The debate about health care reform has resulted in at least one potential benefit: People are talking about end-of-life decision making.
No matter where you stand on this sensitive issue, the reality is that decisions affecting a patient's treatment and care are made every day in the final weeks, months and years of life.
As a financial professional, you may find clients turning to you for information, especially as they approach retirement age or face issues with aging parents. It is essential that you are educated on their choices in order to guide them wisely.
One commonly misunderstood document is the living will. It is one among several types of advance directives that allow people to state “in advance” how they wish to be treated if they are unable to make such choices themselves.
Contrary to what many people think, having a living will doesn't always mean that an individual is stating that they want to limit their treatment or “pull the plug.” The documents are also used to request every medical intervention available.
They can list different desires for different situations. A client may want different treatments when dying of cancer than when in a coma from which recovery is unlikely. A living will should be the clearest description possible of a person's desires.
It's also a misconception that a living will is followed whenever serious illness occurs. If someone is conscious and capable of making decisions, their own words take precedence. They are required to sign permission forms before procedures are done.
Living wills take effect only when a patient is unconscious, demented or otherwise incapable of making his or her own decisions. From a legal standpoint, there is a hierarchy of decision makers, beginning with the patient's spouse and adult children, but the intent is that they abide by the wishes expressed in the living will.
The advantages of living wills are as follows:
• They promote honest conversations within families.
• They can help prevent legal battles and courtroom fights.
• Decision makers know what the person wants, and therefore, they don't feel as guilty about treatment choices.
But there are some common problems associated with living wills.
• Only about 20% complete one.
• Wishes are often presented in vague and unspecific language.
To be sure, even with more accurate detail, gray areas are inevitable because no one can foresee every possible situation. These include:
• The perspectives of a healthy, active person can be changed dramatically by illness, and too few people update their documents as they age or become incapacitated.
• Many patients don't give copies of their living wills to anyone, rendering the documents inaccessible when decisions need to be made.
• No state laws make a living will legally binding on health care professionals. If family members disagree with the living will, medical providers are likely to go with the family's desires. They are, after all, the ones who can decide to sue.

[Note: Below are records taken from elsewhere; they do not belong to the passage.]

use std::collections::HashMap;
use std::fs;
use std::path::Path;

use serde::{Deserialize, Serialize};

use crate::choice::{ChoiceDef, EndingDef};
use crate::enemy::EnemyType;
use crate::error::ContentError;
use crate::item::Item;
use crate::location::Location;
use crate::npc::Npc;
use crate::quest::{ObjectiveKind, QuestDef};

/// One content bundle: a complete, self-contained adventure. Everything here
/// is immutable once loaded; per-session progress is tracked elsewhere.
#[derive(Debug, Clone, Serialize, Deserialize)]
pub struct Scenario {
    pub id: String,
    pub name: String,
    pub starting_location_id: String,
    #[serde(default)]
    pub locations: HashMap<String, Location>,
    #[serde(default)]
    pub npcs: HashMap<String, Npc>,
    #[serde(default)]
    pub items: HashMap<String, Item>,
    #[serde(default)]
    pub quests: HashMap<String, QuestDef>,
    #[serde(default)]
    pub enemies: HashMap<String, EnemyType>,
    #[serde(default)]
    pub choices: HashMap<String, ChoiceDef>,
    #[serde(default)]
    pub endings: Vec<EndingDef>,
}

/// TOML on-disk shape: lists, because repeating `[[locations]]` tables reads
/// better than a map of maps in a hand-authored bundle. Converted to the
/// by-id maps of [`Scenario`] once parsed.
#[derive(Debug, Deserialize)]
struct ScenarioFile {
    id: String,
    name: String,
    starting_location_id: String,
    #[serde(default)]
    locations: Vec<Location>,
    #[serde(default)]
    npcs: Vec<Npc>,
    #[serde(default)]
    items: Vec<Item>,
    #[serde(default)]
    quests: Vec<QuestDef>,
    #[serde(default)]
    enemies: Vec<EnemyType>,
    #[serde(default)]
    choices: Vec<ChoiceDef>,
    #[serde(default)]
    endings: Vec<EndingDef>,
}

impl Scenario {
    /// Parse and validate a scenario bundle from a TOML source string.
    pub fn from_toml_str(source: &str, origin: &str) -> Result<Self, ContentError> {
        let file: ScenarioFile = toml::from_str(source).map_err(|source| ContentError::Toml {
            path: origin.to_string(),
            source,
        })?;
        let scenario = Scenario {
            id: file.id,
            name: file.name,
            starting_location_id: file.starting_location_id,
            locations: index_by(file.locations, |l| l.id.clone(), "locations")?,
            npcs: index_by(file.npcs, |n| n.id.clone(), "npcs")?,
            items: index_by(file.items, |i| i.id.clone(), "items")?,
            quests: index_by(file.quests, |q| q.id.clone(), "quests")?,
            enemies: index_by(file.enemies, |e| e.id.clone(), "enemies")?,
            choices: index_by(file.choices, |c| c.id.clone(), "choices")?,
            endings: file.endings,
        };
        scenario.validate()?;
        Ok(scenario)
    }

    /// Load a scenario bundle from a TOML file on disk.
    pub fn load_from_file<P: AsRef<Path>>(path: P) -> Result<Self, ContentError> {
        let path = path.as_ref();
        let text = fs::read_to_string(path).map_err(|source| ContentError::Io {
            path: path.display().to_string(),
            source,
        })?;
        Self::from_toml_str(&text, &path.display().to_string())
    }

    /// Referential-integrity check: every exit target, npc/item reference,
    /// quest giver, quest objective target, and loot-table item must resolve
    /// inside this same bundle. Never panics on malformed content; returns a
    /// typed error instead.
    fn validate(&self) -> Result<(), ContentError> {
        if !self.locations.contains_key(&self.starting_location_id) {
            return Err(ContentError::MissingStartingLocation(self.id.clone()));
        }
        for location in self.locations.values() {
            for (direction, target) in &location.exits {
                if !self.locations.contains_key(target) {
                    return Err(ContentError::DanglingExit {
                        location: location.id.clone(),
                        direction: direction.clone(),
                        target: target.clone(),
                    });
                }
            }
            for npc_id in &location.npcs {
                if !self.npcs.contains_key(npc_id) {
                    return Err(ContentError::DanglingNpc {
                        location: location.id.clone(),
                        npc_id: npc_id.clone(),
                    });
                }
            }
            for item_id in &location.items {
                if !self.items.contains_key(item_id) {
                    return Err(ContentError::DanglingItem {
                        location: location.id.clone(),
                        item_id: item_id.clone(),
                    });
                }
            }
            for encounter in &location.random_encounters {
                for enemy_id in &encounter.enemies {
                    if !self.enemies.contains_key(enemy_id) {
                        return Err(ContentError::DanglingEncounterEnemy {
                            location: location.id.clone(),
                            enemy_id: enemy_id.clone(),
                        });
                    }
                }
            }
        }

        for npc in self.npcs.values() {
            for item_id in npc.shop_inventory.keys() {
                if !self.items.contains_key(item_id) {
                    return Err(ContentError::DanglingShopItem {
                        npc: npc.id.clone(),
                        item_id: item_id.clone(),
                    });
                }
            }
        }

        for quest in self.quests.values() {
            if !self.npcs.contains_key(&quest.giver_npc_id) {
                return Err(ContentError::DanglingQuestGiver {
                    quest: quest.id.clone(),
                    npc_id: quest.giver_npc_id.clone(),
                });
            }
            for item_id in &quest.rewards.items {
                if !self.items.contains_key(item_id) {
                    return Err(ContentError::DanglingQuestReward {
                        quest: quest.id.clone(),
                        item_id: item_id.clone(),
                    });
                }
            }
            for objective in &quest.objectives {
                let resolves = match objective.kind {
                    ObjectiveKind::Kill => self.enemies.contains_key(&objective.target),
                    ObjectiveKind::FindItem | ObjectiveKind::Collect => {
                        self.items.contains_key(&objective.target)
                    }
                    ObjectiveKind::TalkTo => self.npcs.contains_key(&objective.target),
                    ObjectiveKind::ReachLocation => self.locations.contains_key(&objective.target),
                };
                if !resolves {
                    return Err(ContentError::DanglingObjective {
                        quest: quest.id.clone(),
                        objective: objective.id.clone(),
                        kind: format!("{:?}", objective.kind),
                        target: objective.target.clone(),
                    });
                }
            }
        }

        for enemy in self.enemies.values() {
            for loot in &enemy.loot_table {
                if !self.items.contains_key(&loot.item_id) {
                    return Err(ContentError::DanglingLoot {
                        enemy: enemy.id.clone(),
                        item_id: loot.item_id.clone(),
                    });
                }
            }
        }

        Ok(())
    }
}

fn index_by<T>(
    items: Vec<T>,
    key: impl Fn(&T) -> String,
    kind: &str,
) -> Result<HashMap<String, T>, ContentError> {
    let mut map = HashMap::with_capacity(items.len());
    for item in items {
        let id = key(&item);
        if map.insert(id.clone(), item).is_some() {
            return Err(ContentError::DuplicateId {
                kind: kind.to_string(),
                id,
            });
        }
    }
    Ok(map)
}

#[cfg(test)]
mod tests {
    use super::*;

    const MINIMAL: &str = r#"
        id = "test_scenario"
        name = "Test Scenario"
        starting_location_id = "start"

        [[locations]]
        id = "start"
        name = "Start"
        description = "The beginning."
        exits = { north = "end" }

        [[locations]]
        id = "end"
        name = "End"
        description = "The end."
    "#;

    #[test]
    fn loads_a_minimal_valid_scenario() {
        let scenario = Scenario::from_toml_str(MINIMAL, "inline").unwrap();
        assert_eq!(scenario.locations.len(), 2);
        assert_eq!(scenario.starting_location_id, "start");
    }

    #[test]
    fn rejects_dangling_exit() {
        let broken = MINIMAL.replace("north = \"end\"", "north = \"nowhere\"");
        let err = Scenario::from_toml_str(&broken, "inline").unwrap_err();
        assert!(matches!(err, ContentError::DanglingExit { .. }));
    }

    #[test]
    fn rejects_missing_starting_location() {
        let broken = MINIMAL.replace("starting_location_id = \"start\"", "starting_location_id = \"nope\"");
        let err = Scenario::from_toml_str(&broken, "inline").unwrap_err();
        assert!(matches!(err, ContentError::MissingStartingLocation(_)));
    }

    #[test]
    fn rejects_duplicate_location_ids() {
        let duped = format!(
            "{MINIMAL}\n[[locations]]\nid = \"start\"\nname = \"Dupe\"\ndescription = \"dupe\"\n"
        );
        let err = Scenario::from_toml_str(&duped, "inline").unwrap_err();
        assert!(matches!(err, ContentError::DuplicateId { .. }));
    }
}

But just because there are a number of valid concerns about living wills doesn't mean that financial advisers should discourage their clients from creating the documents.
Instead, strongly encourage living wills that are as specific as possible. Many of the popular forms have questions that prompt complete answers and that cover situations that a person may not have considered before.
Some, such as the Five Wishes document available at agingwithdignity/org/five-wishes.php, even add information such as comfort measures for a person's room such as music, lighting, blankets, religious items and the messages they would like to leave with loved ones.
Once you assist your client in completing a living will, ensure that it is signed and notarized.
Distribute copies to family members, primary care doctors and specialists, and hospitals involved in the person's care. Update the living will every year in the review meeting, and distribute new copies to all necessary parties.
Besides the living will, ensure that your client has a durable power of attorney for health care.
In this legally binding document, your client designates the people who they wish to make medical decisions for them any time they are unable to do so themselves.
Arrange a meeting at which the designated people and your client go over the living will together, allowing a full understanding of your client's desires and the rationale for them.
Amy Florian is chief executive of Corgenius Inc., which specializes in training financial professionals how to interact with grieving and emotional clients.